US 11,745,746 B2
	Method for generating vehicle controlling data, vehicle controller, vehicle control system, and learning device for vehicle
Yosuke Hashimoto, Nagakute (JP); Akihiro Katayama, Toyota (JP); Yuta Oshiro, Nagoya (JP); Kazuki Sugie, Toyota (JP); and Naoya Oka, Nagakute (JP)
Assigned to TOYOTA JIDOSHA KABUSHIKI KAISHA, Toyota (JP)
Filed by TOYOTA JIDOSHA KABUSHIKI KAISHA, Toyota (JP)
Filed on Dec. 29, 2020, as Appl. No. 17/136,220.
Claims priority of application No. 2020-002031 (JP), filed on Jan. 9, 2020.
Prior Publication US 2021/0213963 A1, Jul. 15, 2021
Int. Cl. B60W 50/00 (2006.01); G07C 5/02 (2006.01); G06N 20/00 (2019.01); F02D 41/24 (2006.01)
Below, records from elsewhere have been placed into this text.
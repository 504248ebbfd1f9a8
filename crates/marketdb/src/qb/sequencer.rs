//! Placeholder numbering for a single render pass.

use crate::qb::param::{Args, Param};

/// Hands out `$n` placeholders while collecting the bound values.
///
/// Every value bound through the sequencer gets the next number, so the
/// placeholder `$i` in the rendered text always refers to `args[i - 1]`.
/// Fragments must therefore be rendered in the same order they appear in the
/// final statement.
#[derive(Debug, Default)]
pub struct ArgSequencer {
    args: Args,
}

impl ArgSequencer {
    pub fn new() -> Self {
        Self::default()
    }

    /// Bind a value and return its placeholder text.
    pub fn bind(&mut self, param: Param) -> String {
        let idx = self.args.push(param);
        format!("${}", idx)
    }

    /// Number of placeholders emitted so far.
    pub fn emitted(&self) -> usize {
        self.args.len()
    }

    /// Replace every `?` marker in `template` with a fresh placeholder bound
    /// to the matching entry of `values`. `??` is written as a literal `?`.
    ///
    /// Callers validate the counts beforehand (see [`count_placeholders`]).
    pub fn bind_template(&mut self, template: &str, values: &[Param]) -> String {
        let mut result = String::with_capacity(template.len() + values.len() * 2);
        let mut values = values.iter();
        for token in Tokens::new(template) {
            match token {
                Token::Text(text) => result.push_str(text),
                Token::Marker => match values.next() {
                    Some(value) => result.push_str(&self.bind(value.clone())),
                    None => result.push('?'),
                },
            }
        }
        result
    }

    /// Finish the pass and take the collected arguments.
    pub fn finish(self) -> Args {
        self.args
    }
}

/// Count the `?` markers in a leaf template. An escaped `??` is not a
/// marker.
pub fn count_placeholders(template: &str) -> usize {
    Tokens::new(template)
        .filter(|token| *token == Token::Marker)
        .count()
}

/// Inline values into a template for diagnostics: `symbol = ?` with
/// `BTC-USD` becomes `symbol = BTC-USD`.
pub(crate) fn describe_template(template: &str, values: &[Param]) -> String {
    let mut result = String::with_capacity(template.len());
    let mut values = values.iter();
    for token in Tokens::new(template) {
        match token {
            Token::Text(text) => result.push_str(text),
            Token::Marker => match values.next() {
                Some(value) => result.push_str(&value.describe()),
                None => result.push('?'),
            },
        }
    }
    result
}

#[derive(Clone, Copy, Debug, PartialEq, Eq)]
enum Token<'a> {
    Text(&'a str),
    Marker,
}

/// Splits a template into literal text and `?` markers.
struct Tokens<'a> {
    rest: &'a str,
}

impl<'a> Tokens<'a> {
    fn new(template: &'a str) -> Self {
        Self { rest: template }
    }
}

impl<'a> Iterator for Tokens<'a> {
    type Item = Token<'a>;

    fn next(&mut self) -> Option<Token<'a>> {
        if self.rest.is_empty() {
            return None;
        }
        match self.rest.find('?') {
            Some(0) if self.rest[1..].starts_with('?') => {
                self.rest = &self.rest[2..];
                Some(Token::Text("?"))
            }
            Some(0) => {
                self.rest = &self.rest[1..];
                Some(Token::Marker)
            }
            Some(at) => {
                let (text, rest) = self.rest.split_at(at);
                self.rest = rest;
                Some(Token::Text(text))
            }
            None => Some(Token::Text(std::mem::take(&mut self.rest))),
        }
    }
}

#[cfg(test)]
mod tests {
    use super::*;

    #[test]
    fn test_numbering_is_gap_free() {
        let mut seq = ArgSequencer::new();
        assert_eq!(seq.bind(Param::new(1i32)), "$1");
        assert_eq!(seq.bind(Param::new(2i32)), "$2");
        assert_eq!(seq.emitted(), 2);
        assert_eq!(seq.bind(Param::new(3i32)), "$3");
        assert_eq!(seq.finish().describe(), vec!["1", "2", "3"]);
    }

    #[test]
    fn test_bind_template_continues_numbering() {
        let mut seq = ArgSequencer::new();
        seq.bind(Param::new("x"));
        let sql = seq.bind_template("a = ? OR b = ?", &[Param::new(1i32), Param::new(2i32)]);
        assert_eq!(sql, "a = $2 OR b = $3");
        assert_eq!(seq.emitted(), 3);
    }

    #[test]
    fn test_describe_template() {
        let text = describe_template("symbol = ? AND type = ?", &[Param::new("BTC-USD"), Param::new(1i16)]);
        assert_eq!(text, "symbol = BTC-USD AND type = 1");
    }

    #[test]
    fn test_count_placeholders() {
        assert_eq!(count_placeholders("a = ? AND b BETWEEN ? AND ?"), 3);
        assert_eq!(count_placeholders("deleted_at IS NULL"), 0);
    }

    #[test]
    fn test_doubled_question_mark_is_literal() {
        assert_eq!(count_placeholders("metadata ?? ?"), 1);
        assert_eq!(count_placeholders("label LIKE '%??%'"), 0);
        assert_eq!(count_placeholders("a ??? b"), 1);

        let mut seq = ArgSequencer::new();
        let sql = seq.bind_template("metadata ?? ? AND id = ?", &[Param::new("tier"), Param::new(7i64)]);
        assert_eq!(sql, "metadata ? $1 AND id = $2");
        assert_eq!(seq.emitted(), 2);

        let text = describe_template("metadata ?? ?", &[Param::new("tier")]);
        assert_eq!(text, "metadata ? tier");
    }
}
CPC B60W 50/00 (2013.01) [G06N 20/00 (2019.01); G07C 5/02 (2013.01); B60W 2050/0083 (2013.01); B60W 2520/10 (2013.01); F02D 41/2438 (2013.01)]

6 Claims

1. A method for generating vehicle controlling data, the method, comprising: when relationship specifying data that specifies a relationship between a state of a vehicle and an action variable, which is a variable related to operation of an electronic device mounted on the vehicle, is stored in a storage device,

executing an operating process that operates the electronic device with processing circuitry;

executing an obtaining process that obtains an area variable, which is a variable indicating an area in which the vehicle is located, a state of the vehicle based on a detection value of a sensor with the processing circuitry, and includes a value distinguishing between areas divided based on an average vehicle speed;

executing a reward calculation process that assigns a reward based on the state of the vehicle obtained by the obtaining process with the processing circuitry, the reward being larger when a property of the vehicle meets a predetermined criterion and relatively smaller when the property of the vehicle does not meet the predetermined criterion; and

executing an updating process that uses the state of the vehicle obtained by the obtaining process, a value of the action variable used for operation of the electronic device, and the reward corresponding to operation of the electronic device as inputs to a predetermined update mapping to update the relationship specifying data with the processing circuitry, wherein

the update mapping is configured to output the relationship specifying data that is updated to increase an expected return of the reward when the electronic device is operated in accordance with the relationship specifying data, and

the reward calculation process includes a changing process that changes a reward assigned when the area variable equals a second value indicating that the average vehicle speed is high and the property of the vehicle is a predetermined property from a reward assigned when the area variable equals a first value indicating that the average vehicle speed is low and the property of the vehicle is the predetermined property.